Another great thing that not many people know is that in the last two years, Traditional Home gained 5 percent market share at newsstand—and we did it by taking market share away from our competitors in a declining environment. It wasn’t by attrition, it was by taking it away from other brands. I take that as a pretty great sign of vitality: Our newsstand numbers have been stable, if not even going up and stabilizing that way, in a very challenging market. That says to me that the people who are already picking up Traditional Home at the newsstand like what they’re seeing on the cover. Now we have the opportunity for even more folks to pick it up as a premium experience.
What’s the new distribution?
Olson: We’re still working that out, but typical distribution can be anything from 200,000 on the low side to 500,000 or 600,000 on the high side—or up to 1 million copies, in the case of Magnolia Journal. We model all of this [by] looking at what our content costs are, what we think the sell-through will be, and consumer feedback.
Will there still be ads in the new Trad Home?
Olson: It won’t be ad-free, but there aren’t many ads. A lot of advertisers moved on or didn’t have budgets, but not all of them walked away. And advertisers that are willing [to opt in] at the new distribution and sell-through level will find a passionate audience of consumers that are willing to pay more for Trad Home.
Waage: In the well of the magazine, I’ll actually end up having more pages to run projects, because it’s all [editorial] real estate. We’re actually shooting a location next week. I’m excited that in this new role, I get to take the contacts—the designers, and all of the great design that I know that is out there—and help bring that to this portfolio of luxury magazines. Listen, we all know there’s more beautiful design out there today than gets the chance to see ink. We’ve got lots of ink, lots of pages, and lots of opportunities to show everyone’s great work. So I am very excited about that.

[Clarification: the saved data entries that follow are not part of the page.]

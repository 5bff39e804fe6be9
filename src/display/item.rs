//! Item display formatting

use tabled::settings::object::Columns;
use tabled::settings::{Alignment, Modify, Style};
use tabled::{Table, Tabled};

use super::format::truncate;
use crate::models::{BudgetItem, MoneyFormat};

#[derive(Tabled)]
struct ItemRow {
    #[tabled(rename = "ID")]
    id: String,
    #[tabled(rename = "Name")]
    name: String,
    #[tabled(rename = "Type")]
    item_type: &'static str,
    #[tabled(rename = "Category")]
    category: String,
    #[tabled(rename = "Amount")]
    amount: String,
    #[tabled(rename = "Frequency")]
    frequency: &'static str,
    #[tabled(rename = "Date")]
    date: String,
    #[tabled(rename = "Active")]
    active: &'static str,
}

impl ItemRow {
    fn new(item: &BudgetItem, money: &MoneyFormat) -> Self {
        Self {
            id: item.id.short(),
            name: truncate(&item.name, 24),
            item_type: item.item_type.label(),
            category: truncate(&item.category, 18),
            amount: money.format(item.amount),
            frequency: item.frequency.label(),
            date: item.date.format("%Y-%m-%d").to_string(),
            active: if item.active { "yes" } else { "no" },
        }
    }
}

/// Format items as a table
pub fn format_item_list(items: &[BudgetItem], money: &MoneyFormat) -> String {
    if items.is_empty() {
        return "No items found.\n\nRun 'planner item add' to create one.".to_string();
    }

    let rows: Vec<ItemRow> = items.iter().map(|i| ItemRow::new(i, money)).collect();

    Table::new(rows)
        .with(Style::sharp())
        .with(Modify::new(Columns::single(4)).with(Alignment::right()))
        .to_string()
}

/// Format a single item
pub fn format_item_details(item: &BudgetItem, money: &MoneyFormat) -> String {
    let mut output = String::new();

    output.push_str(&format!("Item: {}\n", item.name));
    output.push_str(&format!("  ID:        {}\n", item.id.as_str()));
    output.push_str(&format!(
        "  Type:      {} ({})\n",
        item.item_type.label(),
        item.item_type.as_str()
    ));
    output.push_str(&format!("  Category:  {}\n", item.category_or_default()));
    output.push_str(&format!("  Amount:    {}\n", money.format(item.amount)));
    output.push_str(&format!("  Frequency: {}\n", item.frequency.label()));
    output.push_str(&format!("  Date:      {}\n", item.date.format("%Y-%m-%d")));
    output.push_str(&format!(
        "  Active:    {}\n",
        if item.active { "Yes" } else { "No" }
    ));

    if !item.note.is_empty() {
        output.push_str(&format!("  Note:      {}\n", item.note));
    }

    output
}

Do you see this model as a viable future for magazines?
Olson: I think for some brands, it is definitely the future. For our bigger brands, like People or Better Homes & Gardens, the advertising-based model [is still strong]. But smaller to midsize brands are the first to come off of advertisers’ schedules. We want to continue to serve the consumer in digital, video and print, so this is an evolution to keep those smaller brands alive.
We made the difficult decision to combine Cooking Light and EatingWell [in September 2018]. EatingWell lives on as an advertising-supported product with more than 1.7 million subscribers. But the way to keep Cooking Light moving forward for consumers that loved it was to offer it in a special model. This is exactly the same thing. [In the special-interest model], we build the product better from a paper-quality standpoint—and the price point is higher as well.

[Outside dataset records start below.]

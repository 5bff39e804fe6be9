//! Recurrence expansion and monthly aggregation
//!
//! - `occurrences`: the dates within a month on which one item falls due
//! - `MonthSummary`: totals per type and category plus the month's agenda
//!
//! Both are pure functions of the items and the target month. Nothing here
//! reads the clock; callers pass `today` where it matters.

mod occurrence;
mod summary;

pub use occurrence::occurrences;
pub use summary::{AgendaEvent, CategoryShare, MonthBalance, MonthSummary};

An advertiser-based model is a lot like a retail store; this model is like a department store, where a higher price means fewer customers. We don’t need 850,000 people to subscribe for it to make sense financially in this model. The magazine comes out less frequently and is produced by a smaller staff. It has the same great original content, but the fixed costs of running the business as a quarterly are much lower. It’s a way to keep what we think is a fantastic brand alive.
Waage: Consumers are already conditioned for the premium experiences that we love. In my household, we get Netflix and Amazon Prime because we all have shows that we love and want to watch, so we’re going to pay for it. I’ll stop at Starbucks on the way into the office because their nitro-brew coffee is absolutely worth the extra money and I’m going to savor it. The magazine experience is the same: You want it, you’re going to stop to pick it up, and we have the capability to push that out to people.